In specific embodiments, the silencing element sequences of the invention can be provided to a plant using a variety of transient transformation methods. Such transient transformation methods include, but are not limited to, the introduction of the protein or variants or fragments thereof directly into the plant or the introduction of the transcript into the plant. Such methods include, for example, microinjection or particle bombardment. See, for example, Crossway et al. (1986) Mol Gen. Genet. 202: 179-185; Nomura et al. (1986) Plant Sci. 44:53-58; Hepler et al. (1994) Proc. Natl. Acad. Sci. 91 : 2176-2180 and Hush et al. (1994) The Journal of Cell Science 107:775-784, all of which are herein incorporated by reference. Alternatively, polynucleotides can be transiently transformed into the plant using techniques known in the art. Such techniques include viral vector systems and the precipitation of the polynucleotide in a manner that precludes subsequent release of the DNA. Thus, the transcription from the particle-bound DNA can occur, but the frequency with which it is released to become integrated into the genome is greatly reduced. Such methods include the use of particles coated with polyethylimine (PEI; Sigma #P3143).

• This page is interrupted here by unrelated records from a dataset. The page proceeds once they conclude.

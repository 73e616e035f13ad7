//! Exec domain — one-shot command execution inside a running container.

use bollard::exec::{StartExecOptions, StartExecResults};
use bollard::models::ExecConfig;
use futures_util::stream::StreamExt;

use super::client::{DockerClient, DockerError};

impl DockerClient {
    /// Run `cmd` inside a running container, draining any output. Used for
    /// the graceful-termination script, where the output is rarely
    /// interesting but must be consumed for the exec to finish.
    pub async fn exec_in_container(
        &self,
        container_id: &str,
        cmd: Vec<String>,
    ) -> Result<(), DockerError> {
        let config = ExecConfig {
            attach_stdout: Some(true),
            attach_stderr: Some(true),
            tty: Some(true),
            cmd: Some(cmd),
            ..Default::default()
        };

        let exec = self
            .client
            .create_exec(container_id, config)
            .await
            .map_err(|e| DockerError::or_not_found(e, container_id))?;

        let options = Some(StartExecOptions {
            detach: false,
            ..Default::default()
        });

        match self
            .client
            .start_exec(&exec.id, options)
            .await
            .map_err(DockerError::from)?
        {
            StartExecResults::Attached { mut output, .. } => {
                while let Some(chunk) = output.next().await {
                    if let Err(e) = chunk {
                        return Err(DockerError::from(e));
                    }
                }
                Ok(())
            }
            StartExecResults::Detached => Ok(()),
        }
    }
}
//! Network domain — create, inspect, list, remove, disconnect.

use std::collections::HashMap;

use bollard::models::{Network, NetworkCreateRequest, NetworkDisconnectRequest};

use super::client::{DockerClient, DockerError};

impl DockerClient {
    /// Create a bridge network and return its ID.
    pub async fn create_network(
        &self,
        name: &str,
        enable_ipv6: bool,
        labels: HashMap<String, String>,
    ) -> Result<String, DockerError> {
        let config = NetworkCreateRequest {
            name: name.to_string(),
            driver: Some("bridge".to_string()),
            enable_ipv6: if enable_ipv6 { Some(true) } else { None },
            labels: Some(labels),
            ..Default::default()
        };

        let response = self
            .client
            .create_network(config)
            .await
            .map_err(DockerError::from)?;

        Ok(response.id)
    }

    pub async fn inspect_network(
        &self,
        network_id: &str,
    ) -> Result<bollard::models::Network, DockerError> {
        self.client
            .inspect_network(
                network_id,
                None::<bollard::query_parameters::InspectNetworkOptions>,
            )
            .await
            .map_err(|e| DockerError::or_not_found(e, network_id))
    }

    pub async fn list_networks(&self) -> Result<Vec<Network>, DockerError> {
        self.client
            .list_networks(None::<bollard::query_parameters::ListNetworksOptions>)
            .await
            .map_err(DockerError::from)
    }

    pub async fn remove_network(&self, network_id: &str) -> Result<(), DockerError> {
        self.client
            .remove_network(network_id)
            .await
            .map_err(|e| DockerError::or_not_found(e, network_id))
    }

    pub async fn disconnect_network(
        &self,
        network_id: &str,
        container_id: &str,
        force: bool,
    ) -> Result<(), DockerError> {
        let config = NetworkDisconnectRequest {
            container: Some(container_id.to_string()),
            force: Some(force),
        };

        self.client
            .disconnect_network(network_id, config)
            .await
            .map_err(|e| DockerError::or_not_found(e, network_id))
    }
}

In other embodiments, the polynucleotide of the invention may be introduced into plants by contacting plants with a virus or viral nucleic acids. Generally, such methods involve incorporating a nucleotide construct of the invention within a viral DNA or RNA molecule. Further, it is recognized that promoters of the invention also encompass promoters utilized for transcription by viral RNA polymerases. Methods for introducing polynucleotides into plants and expressing a protein encoded therein, involving viral DNA or RNA molecules, are known in the art. See, for example, U.S. Patent Nos. 5,889,191, 5,889,190, 5,866,785, 5,589,367, 5,316,931, and Porta et al. (1996) Molecular Biotechnology 5:209-221; herein incorporated by reference.

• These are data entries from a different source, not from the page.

//! Image domain — inspect, registry pull, and tar-archive import.

use std::path::Path;

use bollard::auth::DockerCredentials;
use bollard::models::ImageInspect;
use bollard::query_parameters::CreateImageOptions;
use bytes::Bytes;
use futures_util::stream::StreamExt;

use super::client::{DockerClient, DockerError};

impl DockerClient {
    /// Inspect an image by reference or ID.
    pub async fn inspect_image(&self, reference: &str) -> Result<ImageInspect, DockerError> {
        self.client
            .inspect_image(reference)
            .await
            .map_err(|e| DockerError::or_not_found(e, reference))
    }

    /// Pull an image from a registry. Returns once the pull completes.
    pub async fn pull_image(
        &self,
        reference: &str,
        platform: Option<String>,
        credentials: Option<DockerCredentials>,
    ) -> Result<(), DockerError> {
        let (image, tag) = split_reference(reference);

        let options = Some(CreateImageOptions {
            from_image: Some(image),
            tag: Some(tag),
            platform: platform.unwrap_or_default(),
            ..Default::default()
        });

        let mut stream = self.client.create_image(options, None, credentials);
        while let Some(progress) = stream.next().await {
            match progress {
                Ok(info) => {
                    tracing::debug!(status = ?info.status, id = ?info.id, "image pull progress");
                }
                Err(e) => return Err(DockerError::from(e)),
            }
        }

        Ok(())
    }

    /// Import an image archive from disk under `repo:tag`. `changes` carries
    /// Dockerfile instructions reapplied on import (exported archives lose
    /// their ENTRYPOINT metadata).
    pub async fn import_image(
        &self,
        archive: &Path,
        repo: &str,
        tag: &str,
        changes: Vec<String>,
    ) -> Result<(), DockerError> {
        let contents = tokio::fs::read(archive)
            .await
            .map_err(|e| DockerError::PrebuiltImage(archive.display().to_string(), e))?;

        let options = Some(CreateImageOptions {
            from_src: Some("-".to_string()),
            repo: Some(repo.to_string()),
            tag: Some(tag.to_string()),
            changes,
            ..Default::default()
        });

        let body = bollard::body_full(Bytes::from(contents));
        let mut stream = self.client.create_image(options, Some(body), None);
        while let Some(progress) = stream.next().await {
            if let Err(e) = progress {
                return Err(DockerError::from(e));
            }
        }

        Ok(())
    }
}

/// Splits `name[:tag]` into image and tag, treating a colon inside the last
/// path segment as the tag separator. Digest references keep the digest on
/// the image part with an empty tag.
fn split_reference(reference: &str) -> (String, String) {
    if reference.contains('@') {
        return (reference.to_string(), String::new());
    }
    let slash = reference.rfind('/');
    match reference.rfind(':') {
        Some(colon) if slash.map_or(true, |s| colon > s) => (
            reference[..colon].to_string(),
            reference[colon + 1..].to_string(),
        ),
        _ => (reference.to_string(), "latest".to_string()),
    }
}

Methods are known in the art for the targeted insertion of a polynucleotide at a specific location in the plant genome. In one embodiment, the insertion of the polynucleotide at a desired genomic location is achieved using a site-specific recombination system. See, for example, W099/25821, W099/25854, WO99/25840, W099/25855, and W099/25853, all of which are herein incorporated by reference. Briefly, the polynucleotide of the invention can be contained in transfer cassette flanked by two non-recombinogenic recombination sites. The transfer cassette is introduced into a plant having stably incorporated into its genome a target site which is flanked by two non-recombinogenic recombination sites that correspond to the sites of the transfer cassette. An appropriate recombinase is provided and the transfer cassette is integrated at the target site. The polynucleotide of interest is thereby integrated at a specific chromosomal position in the plant genome.
The cells that have been transformed may be grown into plants in accordance with conventional ways. See, for example, McCormick et al. (1986) Plant Cell Reports 5:81-84. These plants may then be grown, and either pollinated with the same transformed strain or different strains, and the resulting progeny having constitutive expression of the desired phenotypic characteristic identified. Two or more generations may be grown to ensure that expression of the desired phenotypic characteristic is stably maintained and inherited and then seeds harvested to ensure expression of the desired phenotypic characteristic has been achieved. In this manner, the compositions and methods described herein provide transformed seeds (also referred to as "transgenic seed") having a polynucleotide of the invention, for example, an expression cassette of the invention, stably incorporated into their genome.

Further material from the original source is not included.